Solarthermische Anlagen zeigen ihr ganzes Potenzial in Gewerbe- und Industriebauten

Für einen hohen Deckungsgrad: Es muss nicht immer geneigt sein. Auch eine senkrechte Anbringung an der Fassade, wie hier an einem Wohnhaus in Hannover, ist denkbar. Bild: Wagner Solar

Ein wichtiger Aspekt bei der Planung ist immer die Entfernung zum Verbraucher: Im Mai 2016 begonnene Aufständerung von 2230 m² Solarthermie-Kollektoren direkt neben einem Wärmenetz in Chemnitz. Bild: Wagner Solar

Gerade in Ballungsräumen wirtschaftlich umsetzbar. Hier eine Solarthermieanwendung in einer Hamburger Wohnsiedlung. Bild: Wagner Solar

Der Energiebunker in Hamburg zeigt, dass sich auch hierzulande größere Solarprojekte rechnen können. Bild: Ritter XL Solar

 

Solarthermie auf Einfamilienhäusern ist Standard. Die EnEV zwingt Häuslebauer regelrecht dazu, die Wärmeversorgung der eigenen vier Wände teils auf erneuerbare Füße zu stellen. Doch erst in großen Anwendungen für Wohnungswirtschaft, Gewerbe und Industrie spielt die Solarthermie ihre ganze Effizienz aus. Für die TGA-Branche könnte dies ein lohnendes und zukunftsfähiges Geschäftsfeld sein.


Die Funktion einer Solarthermieanlage ist längst allgemein bekannt. Sie nutzt die Sonnenenergie, um einen Speicher für die Warmwasserbereitung zu beladen oder setzt die aufgefangene Strahlung für die Heizungsunterstützung ein. Hier unterscheiden sich die größeren Anlagen kaum von den Kleinen. Allerdings ergeben sich bei größeren Solarsystemen facettenreichere Einbindungsmöglichkeiten. Ein Beispiel dafür sind Nahwärmenetze. Wie die gewünschte Großanlage ausgestattet sein sollte, richtet sich nach dem Deckungsgrad, mit dem der Wärmebedarf erreicht werden kann.

Deckungsgrad als wichtiges Kriterium
Wer eine solarthermische Anlage für Wohnungswirtschaft, Gewerbe oder Industrie plant, geht meist von der zur Verfügung stehenden Montagefläche aus (sie­he auch Textkasten „An ausreichend Dachfläche und Speicher denken“). Eine andere Möglichkeit ist der gewünschte Deckungsgrad. Aus dem ergeben sich wiederum Kollektorfläche und die Notwendigkeit eines Speichers sowie des Netzes. Eine Übersicht über die ungefähr zu erwartenden Kosten inkl. einer Amortisationsrechnung findet sich in Tabelle 1.
Tipp: Eine Minimierung der Kosten für solare Fernwärme übernimmt das Bundesamt für Wirtschaft und Ausfuhrkontrolle (BAFA). Bis zu 50%, in Einzelfällen bis zu 65% der Nettokosten – darunter auch Planungskosten, Kosten für System­einbindung oder Kosten für Mess- und Datenerfassungseinrichtungen – werden für thermische Solaranlagen ab 40m² Kollektorfläche gezahlt. Die Beantragung und Begleitung der Förderung ist jedoch recht kompliziert. Mehr Informationen darüber finden sich unter www.bafa.de.

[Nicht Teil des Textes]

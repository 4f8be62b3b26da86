// SPDX-License-Identifier: MPL-2.0
use iced_pager::app::{self, Flags};
use iced_pager::config::paths;
use iced_pager::domain::slider::DeviceClass;
use iced_pager::{logging, media};
use std::process::ExitCode;

const USAGE: &str = "\
Usage: iced_pager [OPTIONS] IDENTIFIER...

Drag horizontally through a sequence of images.

Arguments:
  IDENTIFIER...        Image file paths or http(s) URLs, in page order.
                       A single directory expands to the images it contains.

Options:
  --config-dir DIR     Read settings.toml from DIR
  --compact            Force the compact (320x200) surface
  --standard           Force the standard (640x400) surface
  -h, --help           Print this help
";

fn main() -> ExitCode {
    logging::init();

    let mut args = pico_args::Arguments::from_env();

    if args.contains(["-h", "--help"]) {
        print!("{USAGE}");
        return ExitCode::SUCCESS;
    }

    let config_dir: Option<String> = match args.opt_value_from_str("--config-dir") {
        Ok(dir) => dir,
        Err(err) => return usage_error(&err.to_string()),
    };
    let compact = args.contains("--compact");
    let standard = args.contains("--standard");
    let device = match (compact, standard) {
        (true, true) => return usage_error("--compact and --standard are mutually exclusive"),
        (true, false) => Some(DeviceClass::Compact),
        (false, true) => Some(DeviceClass::Standard),
        (false, false) => None,
    };

    let arguments: Vec<String> = args
        .finish()
        .into_iter()
        .filter_map(|arg| arg.into_string().ok())
        .collect();
    if let Some(flag) = arguments.iter().find(|arg| arg.starts_with("--")) {
        return usage_error(&format!("unknown option {flag}"));
    }

    let identifiers = match media::expand_arguments(arguments) {
        Ok(identifiers) => identifiers,
        Err(err) => {
            log::error!("{err}");
            eprintln!("error: {err}");
            return ExitCode::FAILURE;
        }
    };
    if identifiers.is_empty() {
        return usage_error("no images given");
    }

    paths::init_cli_override(config_dir);

    let flags = Flags {
        identifiers,
        device,
    };

    match app::run(flags) {
        Ok(()) => ExitCode::SUCCESS,
        Err(err) => {
            log::error!("application error: {err}");
            ExitCode::FAILURE
        }
    }
}

fn usage_error(reason: &str) -> ExitCode {
    eprintln!("error: {reason}\n\n{USAGE}");
    ExitCode::from(2)
}
// SPDX-License-Identifier: MPL-2.0
//! The ordered page sequence and per-page load state.
//!
//! Pages are created once, one per identifier, and never reordered. Each
//! page's state only moves forward: `Unrequested → Pending → Loaded | Failed`.

use std::ops::Range;

/// Load state of a single page.
#[derive(Debug, Clone, Copy, PartialEq, Eq, Default)]
pub enum LoadState {
    #[default]
    Unrequested,
    Pending,
    Loaded,
    Failed,
}

impl LoadState {
    /// Whether `next` is a legal forward transition from `self`.
    #[must_use]
    pub fn can_advance_to(self, next: LoadState) -> bool {
        matches!(
            (self, next),
            (LoadState::Unrequested, LoadState::Pending)
                | (LoadState::Pending, LoadState::Loaded)
                | (LoadState::Pending, LoadState::Failed)
        )
    }

    /// Requested pages are pending or settled.
    #[must_use]
    pub fn is_requested(self) -> bool {
        self != LoadState::Unrequested
    }
}

/// One entry of the sequence.
#[derive(Debug, Clone)]
pub struct Page<I> {
    identifier: String,
    state: LoadState,
    image: Option<I>,
}

impl<I> Page<I> {
    fn new(identifier: String) -> Self {
        Self {
            identifier,
            state: LoadState::Unrequested,
            image: None,
        }
    }

    pub fn identifier(&self) -> &str {
        &self.identifier
    }

    pub fn state(&self) -> LoadState {
        self.state
    }

    pub fn image(&self) -> Option<&I> {
        self.image.as_ref()
    }

    fn advance(&mut self, next: LoadState) -> bool {
        if self.state.can_advance_to(next) {
            self.state = next;
            true
        } else {
            false
        }
    }
}

/// Fixed-order sequence of pages.
#[derive(Debug, Clone)]
pub struct PageSet<I> {
    pages: Vec<Page<I>>,
}

impl<I> PageSet<I> {
    pub fn new<S: Into<String>>(identifiers: impl IntoIterator<Item = S>) -> Self {
        Self {
            pages: identifiers
                .into_iter()
                .map(|id| Page::new(id.into()))
                .collect(),
        }
    }

    pub fn len(&self) -> usize {
        self.pages.len()
    }

    pub fn is_empty(&self) -> bool {
        self.pages.is_empty()
    }

    pub fn get(&self, index: usize) -> Option<&Page<I>> {
        self.pages.get(index)
    }

    pub fn iter(&self) -> impl Iterator<Item = &Page<I>> {
        self.pages.iter()
    }

    pub fn identifiers(&self) -> Vec<String> {
        self.pages.iter().map(|p| p.identifier.clone()).collect()
    }

    /// Marks every page in `range` as pending.
    ///
    /// Either all pages move or none do: returns `false` without touching
    /// anything if the range is empty, out of bounds, or any page in it was
    /// already requested.
    pub fn mark_pending(&mut self, range: Range<usize>) -> bool {
        if range.is_empty() || range.end > self.pages.len() {
            return false;
        }
        if self.pages[range.clone()]
            .iter()
            .any(|page| page.state.is_requested())
        {
            return false;
        }
        for page in &mut self.pages[range] {
            page.advance(LoadState::Pending);
        }
        true
    }

    /// Stores decoded images for consecutive pages starting at `from`.
    ///
    /// Only pending pages accept an image. Returns how many pages became
    /// loaded.
    pub fn resolve(&mut self, from: usize, images: Vec<I>) -> usize {
        let mut resolved = 0;
        for (page, image) in self.pages.iter_mut().skip(from).zip(images) {
            if page.advance(LoadState::Loaded) {
                page.image = Some(image);
                resolved += 1;
            }
        }
        resolved
    }

    /// Marks the pending pages in `range` as failed.
    pub fn fail(&mut self, range: Range<usize>) -> usize {
        let end = range.end.min(self.pages.len());
        let start = range.start.min(end);
        self.pages[start..end]
            .iter_mut()
            .map(|page| page.advance(LoadState::Failed))
            .filter(|advanced| *advanced)
            .count()
    }

    /// Images of the contiguous loaded run starting at page 0.
    ///
    /// A page that resolved before its predecessors stays hidden until they
    /// load, so images always appear in identifier order.
    pub fn loaded_prefix(&self) -> Vec<&I> {
        self.pages
            .iter()
            .map_while(|page| match page.state {
                LoadState::Loaded => page.image.as_ref(),
                _ => None,
            })
            .collect()
    }

    pub fn loaded_count(&self) -> usize {
        self.pages
            .iter()
            .take_while(|page| page.state == LoadState::Loaded)
            .count()
    }

    /// Pages that are pending or settled.
    pub fn requested_count(&self) -> usize {
        self.pages
            .iter()
            .filter(|page| page.state.is_requested())
            .count()
    }
}

#[cfg(test)]
mod tests {
    use super::*;

    fn four_pages() -> PageSet<u32> {
        PageSet::new(["a", "b", "c", "d"])
    }

    #[test]
    fn new_pages_start_unrequested_in_order() {
        let pages = four_pages();
        assert_eq!(pages.len(), 4);
        assert_eq!(pages.identifiers(), vec!["a", "b", "c", "d"]);
        assert!(pages.iter().all(|p| p.state() == LoadState::Unrequested));
    }

    #[test]
    fn transitions_only_move_forward() {
        assert!(LoadState::Unrequested.can_advance_to(LoadState::Pending));
        assert!(LoadState::Pending.can_advance_to(LoadState::Loaded));
        assert!(LoadState::Pending.can_advance_to(LoadState::Failed));
        assert!(!LoadState::Loaded.can_advance_to(LoadState::Pending));
        assert!(!LoadState::Failed.can_advance_to(LoadState::Loaded));
        assert!(!LoadState::Unrequested.can_advance_to(LoadState::Loaded));
    }

    #[test]
    fn mark_pending_rejects_already_requested_pages() {
        let mut pages = four_pages();
        assert!(pages.mark_pending(0..2));
        assert!(!pages.mark_pending(1..3));
        assert_eq!(pages.get(2).map(Page::state), Some(LoadState::Unrequested));
        assert_eq!(pages.requested_count(), 2);
    }

    #[test]
    fn mark_pending_rejects_out_of_bounds_and_empty_ranges() {
        let mut pages = four_pages();
        assert!(!pages.mark_pending(3..5));
        assert!(!pages.mark_pending(2..2));
        assert_eq!(pages.requested_count(), 0);
    }

    #[test]
    fn resolve_ignores_pages_that_were_not_pending() {
        let mut pages = four_pages();
        pages.mark_pending(0..1);
        assert_eq!(pages.resolve(0, vec![10, 11]), 1);
        assert_eq!(pages.get(1).map(Page::state), Some(LoadState::Unrequested));
        assert_eq!(pages.get(1).and_then(Page::image), None);
    }

    #[test]
    fn loaded_prefix_waits_for_earlier_pages() {
        let mut pages = four_pages();
        pages.mark_pending(0..2);
        pages.mark_pending(2..3);
        pages.resolve(2, vec![30]);
        assert!(pages.loaded_prefix().is_empty());

        pages.resolve(0, vec![10, 20]);
        assert_eq!(pages.loaded_prefix(), vec![&10, &20, &30]);
        assert_eq!(pages.loaded_count(), 3);
    }

    #[test]
    fn failed_pages_stop_the_prefix_and_never_load() {
        let mut pages = four_pages();
        pages.mark_pending(0..2);
        pages.resolve(0, vec![10, 20]);
        pages.mark_pending(2..3);
        assert_eq!(pages.fail(2..3), 1);
        assert_eq!(pages.resolve(2, vec![30]), 0);
        assert_eq!(pages.loaded_prefix(), vec![&10, &20]);
        assert_eq!(pages.get(2).map(Page::state), Some(LoadState::Failed));
    }
}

Verbrauchsnahe Lösungen sind effizienter
Ein wichtiger Aspekt bei der Planung ist immer die Entfernung zum Verbraucher. „Ideal ist die Installation solarthermischer Anlagen für die Nahwärmeunterstützung in der Nähe einer Siedlung oder von Gewerbegebieten mit hohem Wärmebedarf“, erklärt der Projektentwickler Ralf Orths des Herstellers von Solarkollektoren Wagner Solar. So könnten Dächer eines Einkaufszentrums in zentraler Lage im Wohngebiet, Grünflächen in unmittelbarer Umgebung oder Flächen entlang eines Lärmschutzwalls genutzt werden. Dabei ist ein Einspeisemanagement wichtig, um je nach aktueller Netztemperatur, die im Sommer oft höher ist als im Winter, den optimalen Betrieb zu ermöglichen.
Neben den Vakuumröhrenkollektoren werden für den Einsatzzweck auch doppelt verglaste Großkollektoren eingesetzt, die durch geringere Wärmeverluste ertragreich bei hohen Temperaturen arbeiten. Die großen Einheiten mit bis zu 13,2 m² ermöglichen kostengüns­tige und schnell zu errichtende Systeme. In Chemnitz und Düsseldorf werden in diesem Jahr solche Systeme mit bis zu 2230 m² Kollektorfläche entstehen.
In den skandinavischen Ländern hat man schon frühzeitig die Systeme auf die solare Unterstützung ausgelegt und erreicht sehr niedrige Rücklauftemperaturen von ca. 35°C. Dort arbeiteten Anlagen mit bis zu 100.000 m² Flachkollektoren für die komplette Wärmeversorgung von Kleinstädten im Sommer seit über zwei Jahrzehnten bereits erfolgreich. „Hier in Deutschland haben wir oftmals allein Rücklauftemperaturen von 50 bis 70°C und einen Vorlauf von 90 bis 105°C und mehr. Da gibt es noch Optimierungspotenziale für die Integration der Solarthermie“, so Orths.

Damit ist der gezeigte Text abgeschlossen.